Indien und die USA einigten sich auf Kompromissformel. NGO-Vertreter sehen diese kritisch

Von Andreas Behn, Nusa Dua *

Die Frage der Ernährungssouveränität war bei den WTO-Freihandelsgesprächen am umstrittensten. Der gefundene Kompromiss ist vor allem für arme Staaten ungünstig.

Nach vier langen Verhandlungstagen zeichnete sich am Freitagabend ein Durchbruch bei der Ministerkonferenz der Welthandelsorganisation (WTO) auf der indonesischen Insel Bali ab. Indien und die USA hätten sich auf einen Kompromiss in der Frage der Ernährungssicherheit geeinigt, verlautete aus Delegationskreisen. Lediglich Pakistan habe noch Vorbehalte.

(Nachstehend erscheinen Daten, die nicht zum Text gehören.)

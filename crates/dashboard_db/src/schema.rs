//! Schema for the two tables the dashboard owns.
//!
//! Everything else in the database belongs to DSpace and is never written.

use crate::error::Result;
use crate::DashboardDb;
use tracing::info;

// The older Python parser created `dashboard_item_edit_events` and
// `dashboard_log_parser_state` with an inode-keyed layout, often in this same
// database. Those tables are left alone.
pub const EDIT_EVENTS_TABLE: &str = "dashboard_edit_events";
pub const PARSER_STATE_TABLE: &str = "dashboard_edit_log_cursors";

#[cfg(feature = "sqlite")]
const ID_COLUMN: &str = "id INTEGER PRIMARY KEY AUTOINCREMENT";

#[cfg(all(feature = "postgres", not(feature = "sqlite")))]
const ID_COLUMN: &str = "id BIGSERIAL PRIMARY KEY";

impl DashboardDb {
    /// Ensure all tables and indexes exist.
    pub(crate) async fn ensure_schema(&self) -> Result<()> {
        self.create_edit_event_tables().await?;
        self.create_parser_state_tables().await?;

        info!("Dashboard schema verified");
        Ok(())
    }

    /// Append-only edit events, unique on the line hash.
    async fn create_edit_event_tables(&self) -> Result<()> {
        let ddl = format!(
            r#"CREATE TABLE IF NOT EXISTS {table} (
                {id},
                event_ts TIMESTAMP NOT NULL,
                user_email TEXT NOT NULL,
                item_uuid TEXT NOT NULL,
                action TEXT NOT NULL DEFAULT 'update_item',
                source_file TEXT NOT NULL,
                source_offset BIGINT NOT NULL,
                line_hash TEXT NOT NULL UNIQUE,
                created_at TIMESTAMP NOT NULL DEFAULT CURRENT_TIMESTAMP
            )"#,
            table = EDIT_EVENTS_TABLE,
            id = ID_COLUMN,
        );
        sqlx::query(&ddl).execute(&self.pool).await?;

        sqlx::query(
            "CREATE INDEX IF NOT EXISTS idx_dashboard_edit_events_ts ON dashboard_edit_events(event_ts)",
        )
        .execute(&self.pool)
        .await?;

        sqlx::query(
            "CREATE INDEX IF NOT EXISTS idx_dashboard_edit_events_user ON dashboard_edit_events(user_email)",
        )
        .execute(&self.pool)
        .await?;

        Ok(())
    }

    /// One resumption bookmark per (parser, file path).
    async fn create_parser_state_tables(&self) -> Result<()> {
        let ddl = format!(
            r#"CREATE TABLE IF NOT EXISTS {table} (
                parser_name TEXT NOT NULL,
                file_path TEXT NOT NULL,
                file_identity TEXT NOT NULL,
                file_offset BIGINT NOT NULL,
                updated_at TIMESTAMP NOT NULL DEFAULT CURRENT_TIMESTAMP,
                PRIMARY KEY (parser_name, file_path)
            )"#,
            table = PARSER_STATE_TABLE,
        );
        sqlx::query(&ddl).execute(&self.pool).await?;

        Ok(())
    }
}
//! File identity for rotation detection.
//!
//! An identity must stay the same while a log file is appended to and change
//! when the path is pointed at a different physical file (rotation, copy
//! over, delete + recreate).
//!
//! Without inode semantics the identity is a weak fingerprint: creation time
//! (or the path) plus the file size when that file was first seen. The size
//! part is carried forward from the stored identity for as long as the file
//! has not shrunk below it.

use std::fs::Metadata;
use std::path::Path;
use std::time::{SystemTime, UNIX_EPOCH};

#[derive(Debug, Clone, Copy, PartialEq, Eq)]
pub enum IdentityStrength {
    /// Backed by the filesystem's own file handle (inode, file index)
    Strong,
    /// Best-effort fingerprint; may miss a replacement or report a false one
    Weak,
}

#[derive(Debug, Clone, PartialEq, Eq)]
pub struct FileIdentity {
    pub value: String,
    pub strength: IdentityStrength,
}

/// Platform seam for computing file identities.
///
/// `prior` is the identity stored with the file's cursor, if any.
pub trait FileIdentityProvider: Send + Sync {
    fn identify(&self, path: &Path, metadata: &Metadata, prior: Option<&str>) -> FileIdentity;
}

/// Identity from filesystem metadata: `unix:<dev>:<ino>`, otherwise a
/// creation-time fingerprint.
#[derive(Debug, Clone, Copy, Default)]
pub struct MetadataIdentity;

impl FileIdentityProvider for MetadataIdentity {
    fn identify(&self, path: &Path, metadata: &Metadata, prior: Option<&str>) -> FileIdentity {
        if let Some(value) = strong_identity_from_metadata(metadata) {
            return FileIdentity {
                value,
                strength: IdentityStrength::Strong,
            };
        }

        weak_identity(path, metadata.created().ok(), metadata.len(), prior)
    }
}

/// `created:<nanos>:<first size>`, or `path:<path>:<first size>` when the
/// platform has no creation time.
///
/// A prior identity with the same prefix is kept while `size` is at least
/// its recorded first size; a smaller file is a new one.
fn weak_identity(
    path: &Path,
    created: Option<SystemTime>,
    size: u64,
    prior: Option<&str>,
) -> FileIdentity {
    let created_nanos = created
        .and_then(|t| t.duration_since(UNIX_EPOCH).ok())
        .map(|d| d.as_nanos());

    let prefix = match created_nanos {
        Some(nanos) => format!("created:{}", nanos),
        None => format!("path:{}", normalize_path_for_identity(path)),
    };

    let carried = prior.filter(|prior| {
        prior
            .rsplit_once(':')
            .and_then(|(prior_prefix, first_size)| {
                let first_size = first_size.parse::<u64>().ok()?;
                Some(prior_prefix == prefix && size >= first_size)
            })
            .unwrap_or(false)
    });

    let value = match carried {
        Some(prior) => prior.to_string(),
        None => format!("{}:{}", prefix, size),
    };

    FileIdentity {
        value,
        strength: IdentityStrength::Weak,
    }
}

fn normalize_path_for_identity(path: &Path) -> String {
    let path_str = path.to_string_lossy();
    if cfg!(windows) {
        path_str.replace('\\', "/")
    } else {
        path_str.into_owned()
    }
}

#[allow(unused_variables)]
fn strong_identity_from_metadata(metadata: &Metadata) -> Option<String> {
    #[cfg(unix)]
    {
        use std::os::unix::fs::MetadataExt;
        return Some(format!("unix:{}:{}", metadata.dev(), metadata.ino()));
    }

    #[cfg(windows)]
    {
        // volume_serial_number/file_index are still unstable on Windows
        // (windows_by_handle), so fall back to the weak fingerprint there.
        return None;
    }

    #[cfg(not(any(unix, windows)))]
    {
        None
    }
}
//! DSpace repository dashboard command line.
//!
//! - `ingest-edits`: incremental import of item edit events from DSpace logs,
//!   meant to be run by cron or a systemd timer
//! - `editors`: editor activity for a year or month

use clap::{Parser, Subcommand};
use dashboard_logging::{init_logging, LogConfig};
use std::process::ExitCode;

mod cli;

#[derive(Parser, Debug)]
#[command(name = "dashboard", about = "DSpace repository dashboard tools")]
struct Cli {
    /// Enable verbose logging (info/debug to stderr)
    #[arg(short = 'v', long, global = true)]
    verbose: bool,

    #[command(subcommand)]
    command: Commands,
}

#[derive(Subcommand, Debug)]
enum Commands {
    /// Parse DSpace logs and persist item update events per user
    IngestEdits(cli::ingest::IngestArgs),

    /// Editors ranked by distinct items edited in a period
    Editors(cli::editors::EditorsArgs),
}

fn main() -> ExitCode {
    let cli = Cli::parse();

    let _log_guard = match init_logging(LogConfig {
        app_name: "dashboard",
        verbose: cli.verbose,
    }) {
        Ok(guard) => Some(guard),
        Err(err) => {
            eprintln!("Warning: failed to initialize logging: {:#}", err);
            None
        }
    };

    let result = match cli.command {
        Commands::IngestEdits(args) => cli::ingest::run(args),
        Commands::Editors(args) => cli::editors::run(args).map(|()| ExitCode::SUCCESS),
    };

    match result {
        Ok(code) => code,
        Err(err) => {
            eprintln!("Error: {:?}", err);
            ExitCode::from(1)
        }
    }
}
//! Relational store for the repository dashboard.
//!
//! The dashboard reads DSpace's own tables elsewhere but only ever writes the
//! two tables defined here: deduplicated item edit events and per-file parser
//! cursors. This crate is the only place that talks SQL to them.
//!
//! # Usage
//!
//! ```rust,ignore
//! use dashboard_db::{cursor_store, event_store, DashboardDb, DbConfig};
//!
//! let db = DashboardDb::open(&DbConfig::from_url(url)?).await?;
//!
//! let mut tx = db.begin().await?;
//! let cursor = cursor_store::load(&mut *tx, "dspace_item_edits", path).await?;
//! let inserted = event_store::insert_if_new(&mut *tx, &event).await?;
//! cursor_store::save(&mut *tx, "dspace_item_edits", path, identity, end).await?;
//! tx.commit().await?;
//! ```

mod error;
mod pool;
mod reports;
mod schema;
mod types;

pub mod cursor_store;
pub mod event_store;

pub use error::{DbError, Result};
pub use pool::{
    create_pool, redact_url, DatabaseType, Db, DbConfig, DbConnection, DbPool, DbRow,
    DbTransaction,
};
pub use schema::{EDIT_EVENTS_TABLE, PARSER_STATE_TABLE};
pub use types::*;

#[cfg(feature = "sqlite")]
use std::path::Path;
use tracing::info;

/// Handle on the dashboard database.
#[derive(Clone)]
pub struct DashboardDb {
    pool: DbPool,
}

impl DashboardDb {
    /// Connect and create the dashboard tables if they don't exist.
    pub async fn open(config: &DbConfig) -> Result<Self> {
        let pool = create_pool(config).await?;
        let db = Self { pool };
        db.ensure_schema().await?;

        info!(backend = %config.db_type, "Dashboard database opened");
        Ok(db)
    }

    /// Open or create a SQLite database file.
    #[cfg(feature = "sqlite")]
    pub async fn open_sqlite(path: impl AsRef<Path>) -> Result<Self> {
        let path = path.as_ref();

        // Ensure parent directory exists
        if let Some(parent) = path.parent() {
            if !parent.as_os_str().is_empty() {
                std::fs::create_dir_all(parent)?;
            }
        }

        Self::open(&DbConfig::sqlite(path.display().to_string())).await
    }

    /// Open a private in-memory database (for testing).
    #[cfg(feature = "sqlite")]
    pub async fn open_memory() -> Result<Self> {
        Self::open(&DbConfig::sqlite_memory()).await
    }

    /// Start a transaction. Dropping it without `commit` rolls back.
    pub async fn begin(&self) -> Result<DbTransaction> {
        Ok(self.pool.begin().await?)
    }

    /// Get the underlying connection pool (escape hatch for tests and
    /// one-off queries).
    pub fn pool(&self) -> &DbPool {
        &self.pool
    }

    /// Close the database connection.
    pub async fn close(self) {
        self.pool.close().await;
    }
}

#[cfg(all(test, feature = "sqlite"))]
mod tests {
    use super::*;
    use tempfile::TempDir;

    #[tokio::test]
    async fn test_open_creates_database() {
        let tmp = TempDir::new().unwrap();
        let db_path = tmp.path().join("nested").join("dashboard.db");

        let db = DashboardDb::open_sqlite(&db_path).await.unwrap();
        assert!(db_path.exists());

        db.close().await;
    }

    #[tokio::test]
    async fn test_schema_is_idempotent() {
        let tmp = TempDir::new().unwrap();
        let db_path = tmp.path().join("dashboard.db");

        DashboardDb::open_sqlite(&db_path).await.unwrap().close().await;
        let db = DashboardDb::open_sqlite(&db_path).await.unwrap();
        assert_eq!(event_store::count(db.pool()).await.unwrap(), 0);
    }
}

Diese Frage galt als umstrittenster Punkt des sogenannten Bali-Pakets. Dieses umfasst drei Teilaspekte der 2001 in Doha gestarteten Verhandlungsrunde: Handelserleichterungen durch vereinfachte Zollrichtlinien, Veränderung der Subventionsrichtlinien im Agrarbereich und Ausnahmeregelungen für die ärmsten Staaten. Die Doha-Runde wurde vor allem wegen Differenzen zwischen Industrie- und Entwicklungsländern bisher nicht abgeschlossen.

Bis Redaktionsschluss konnten sich die Delegationen aus den rund 160 Mitgliedsstaaten der Welthandelsorganisation allerdings noch nicht offiziell auf einen gemeinsamen Text einigen. Es gebe immer noch Streitpunkte in zwei von den insgesamt zehn beratenen Texten, sagte WTO-Sprecher Keith Rockwell. Die Verhandlungen würden wohl erst am Samstagmorgen beendet sein.

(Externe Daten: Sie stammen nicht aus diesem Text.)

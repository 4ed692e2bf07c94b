//! Database pool creation.
//!
//! This module provides compile-time database selection via feature flags.
//! Unlike `sqlx::AnyPool`, we use concrete pool types which keeps full
//! `Encode`/`Decode` support for chrono types on both backends.
//!
//! # Feature Priority
//!
//! - `sqlite` feature (default): Uses `SqlitePool`
//! - `postgres` feature: Uses `PgPool` (the DSpace production database)
//!
//! If both features are enabled, `sqlite` wins; build the production binary
//! with `--no-default-features --features postgres`.

use std::fmt;
use std::time::Duration;

use tracing::info;

use crate::error::{DbError, Result};

#[cfg(not(any(feature = "sqlite", feature = "postgres")))]
compile_error!("dashboard_db needs either the 'sqlite' or the 'postgres' feature");

/// The sqlx database driver selected at compile time.
#[cfg(feature = "sqlite")]
pub type Db = sqlx::Sqlite;

#[cfg(all(feature = "postgres", not(feature = "sqlite")))]
pub type Db = sqlx::Postgres;

/// Database pool type alias.
pub type DbPool = sqlx::Pool<Db>;

/// A single live connection (what a transaction derefs to).
pub type DbConnection = <Db as sqlx::Database>::Connection;

/// An open transaction borrowed from the pool.
pub type DbTransaction = sqlx::Transaction<'static, Db>;

/// Database row type for queries.
pub type DbRow = <Db as sqlx::Database>::Row;

/// Supported database backends.
#[derive(Debug, Clone, Copy, PartialEq, Eq)]
pub enum DatabaseType {
    Sqlite,
    Postgres,
}

impl DatabaseType {
    /// Detect the backend from a connection URL scheme.
    pub fn from_url(url: &str) -> Option<Self> {
        if url.starts_with("sqlite:") {
            Some(DatabaseType::Sqlite)
        } else if url.starts_with("postgres://") || url.starts_with("postgresql://") {
            Some(DatabaseType::Postgres)
        } else {
            None
        }
    }

    /// Backend compiled into this build.
    pub fn compiled() -> Self {
        #[cfg(feature = "sqlite")]
        {
            DatabaseType::Sqlite
        }
        #[cfg(all(feature = "postgres", not(feature = "sqlite")))]
        {
            DatabaseType::Postgres
        }
    }

    fn feature_name(&self) -> &'static str {
        match self {
            DatabaseType::Sqlite => "sqlite",
            DatabaseType::Postgres => "postgres",
        }
    }
}

impl fmt::Display for DatabaseType {
    fn fmt(&self, f: &mut fmt::Formatter<'_>) -> fmt::Result {
        match self {
            DatabaseType::Sqlite => write!(f, "SQLite"),
            DatabaseType::Postgres => write!(f, "PostgreSQL"),
        }
    }
}

/// Database configuration.
#[derive(Clone)]
pub struct DbConfig {
    /// Database connection URL
    pub url: String,
    /// Detected database type
    pub db_type: DatabaseType,
    /// Maximum connections in the pool
    pub max_connections: u32,
    /// How long to wait for a connection before failing
    pub acquire_timeout: Duration,
}

impl fmt::Debug for DbConfig {
    // The URL may carry a password.
    fn fmt(&self, f: &mut fmt::Formatter<'_>) -> fmt::Result {
        f.debug_struct("DbConfig")
            .field("db_type", &self.db_type)
            .field("max_connections", &self.max_connections)
            .field("acquire_timeout", &self.acquire_timeout)
            .finish()
    }
}

impl DbConfig {
    /// Create SQLite configuration for a database file (created if missing).
    pub fn sqlite(path: impl AsRef<str>) -> Self {
        Self {
            url: format!("sqlite:{}?mode=rwc", path.as_ref()),
            db_type: DatabaseType::Sqlite,
            max_connections: 5,
            acquire_timeout: Duration::from_secs(30),
        }
    }

    /// Create in-memory SQLite configuration (for testing).
    pub fn sqlite_memory() -> Self {
        Self {
            url: "sqlite::memory:".to_string(),
            db_type: DatabaseType::Sqlite,
            max_connections: 1,
            acquire_timeout: Duration::from_secs(30),
        }
    }

    /// Create configuration from a URL, auto-detecting database type.
    pub fn from_url(url: impl Into<String>) -> Result<Self> {
        let url = url.into();
        let db_type = DatabaseType::from_url(&url)
            .ok_or_else(|| DbError::InvalidUrl(redact_url(&url)))?;

        Ok(Self {
            url,
            db_type,
            max_connections: match db_type {
                DatabaseType::Sqlite => 5,
                DatabaseType::Postgres => 10,
            },
            acquire_timeout: Duration::from_secs(30),
        })
    }

    /// Set maximum connections.
    pub fn with_max_connections(mut self, max: u32) -> Self {
        self.max_connections = max;
        self
    }

    /// Set the connection acquire timeout.
    pub fn with_acquire_timeout(mut self, timeout: Duration) -> Self {
        self.acquire_timeout = timeout;
        self
    }

    fn is_memory(&self) -> bool {
        self.url.starts_with("sqlite::memory:")
    }
}

/// Create a database pool from configuration.
///
/// # Errors
///
/// Returns an error if:
/// - The database type isn't compiled in
/// - Connection fails
pub async fn create_pool(config: &DbConfig) -> Result<DbPool> {
    let compiled = DatabaseType::compiled();
    if config.db_type != compiled {
        return Err(DbError::NotCompiled(
            config.db_type.to_string(),
            config.db_type.feature_name().to_string(),
        ));
    }

    let mut options = sqlx::pool::PoolOptions::<Db>::new()
        .max_connections(config.max_connections)
        .acquire_timeout(config.acquire_timeout);

    // An in-memory database lives exactly as long as its one connection.
    if config.is_memory() {
        options = options
            .min_connections(1)
            .idle_timeout(None)
            .max_lifetime(None);
    }

    let pool = options.connect(&config.url).await?;

    #[cfg(feature = "sqlite")]
    apply_sqlite_optimizations(&pool, config.is_memory()).await?;

    info!("Connected to {} database", config.db_type);
    Ok(pool)
}

/// Apply SQLite-specific optimizations.
#[cfg(feature = "sqlite")]
async fn apply_sqlite_optimizations(pool: &DbPool, in_memory: bool) -> Result<()> {
    if !in_memory {
        // WAL mode for better concurrent access with dashboard readers
        sqlx::query("PRAGMA journal_mode=WAL").execute(pool).await?;
    }

    sqlx::query("PRAGMA synchronous=NORMAL").execute(pool).await?;

    Ok(())
}

/// Strip credentials from a URL before it goes into an error or a log line.
pub fn redact_url(url: &str) -> String {
    match (url.find("://"), url.rfind('@')) {
        (Some(scheme_end), Some(at)) if at > scheme_end => {
            format!("{}://***{}", &url[..scheme_end], &url[at..])
        }
        _ => url.to_string(),
    }
}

Indien beharrte in Bali darauf, dass sein Programm zur Ernährungssicherheit mit staatlich festgelegten Preisen für Käufe und Verkäufe nicht unter das bisher gültige Subventionsverbot der WTO fallen dürfe. Industriestaaten, aber auch einige Schwellenländer sehen darin marktverzerrende Subventionen, die ihre Exporte beeinträchtigen und auch den inländischen Markt beeinflussen könnten. Der Kompromiss vom Freitag bezieht sich offenbar auf die Formulierung der sogenannten Friedensklausel – demnach würden Indiens Subventionen für Grundnahrungsmittel während der nächsten vier Jahre keine Sanktionen nach sich ziehen.

Vertreter von Nichtregierungsorganisationen, die als Beobachter vor Ort sind, werten die Einigung als nur sehr begrenztes Entgegenkommen gegenüber der indischen Forderung. Die Ausnahmeregelung, die Subventionen für Agrarprodukte erlaubt, betrifft lediglich schon laufende Programme zur Ernährungssicherung. Damit wären ähnliche Initiativen anderer Staaten ausgeschlossen. Zudem würde das indische Programm strengen WTO-Kontrollen unterworfen, um zu verhindern, dass subventionierte Produkte in Nachbarstaaten zu Billigpreisen verkauft werden.

Bezüglich der vierjährigen Friedensklausel, die Indien zuvor als zu kurzen Zeitrahmen abgelehnt hatte, wird hinzugefügt, dass bis 2017 eine definitive Lösung gefunden werden müsse. Sollte dies nicht gelingen, hänge es von der jeweiligen Interpretation ab, ob die Interimslösung weiterhin gilt oder ein Verbot der Subventionen greift.

Mit dem Kompromiss zur Nahrungsmittelsubventionen wurde auch der letzte von zehn Texten des Bali-Pakets den Delegierten zur Abstimmung vorgelegt. Die einzelnen Bestimmungen treten erst nach der Zustimmung zu allen Einzelthemen in Kraft. Trotz der optimistischen Stimmung und breiter Unterstützung für die Verhandlungsführung des brasilianischen WTO-Chefs Roberto Azevedo war ein Scheitern der Konferenz immer noch möglich.

Tobias Reichert von der Entwicklungs- und Umweltorganisation Germanwatch hält den Kompromiss für unzureichend: »Die WTO musste zwar das Recht auf Ernährungssicherung anerkennen. Doch die Einschränkung auf schon bestehende Programme bedeutet einen herben Rückschlag für die Länder, die in Zukunft mit staatlichen Mitteln gegen Hunger und Unterernährung vorgehen wollen«, so Reichert.

Mitglieder von sozialen Bewegungen demonstrierten am Freitag im Konferenzzentrum gegen die Freihandelspolitik der Welthandelsorganisation. Mit Plakaten und Sprechchören unterstützen sie die Haltung Indiens, das insbesondere von EU und USA für die tagelang stockenden Verhandlungen verantwortlich gemacht wurde. Mit Verweis auf den verstorbenen Nelson Mandela forderten sie Gerechtigkeit auch im globalen Handel. Die Wachstumsinteressen der Industriestaaten dürften nicht auf Kosten der armen Staaten durchgesetzt werden und deren Entwicklungschancen beeinträchtigen.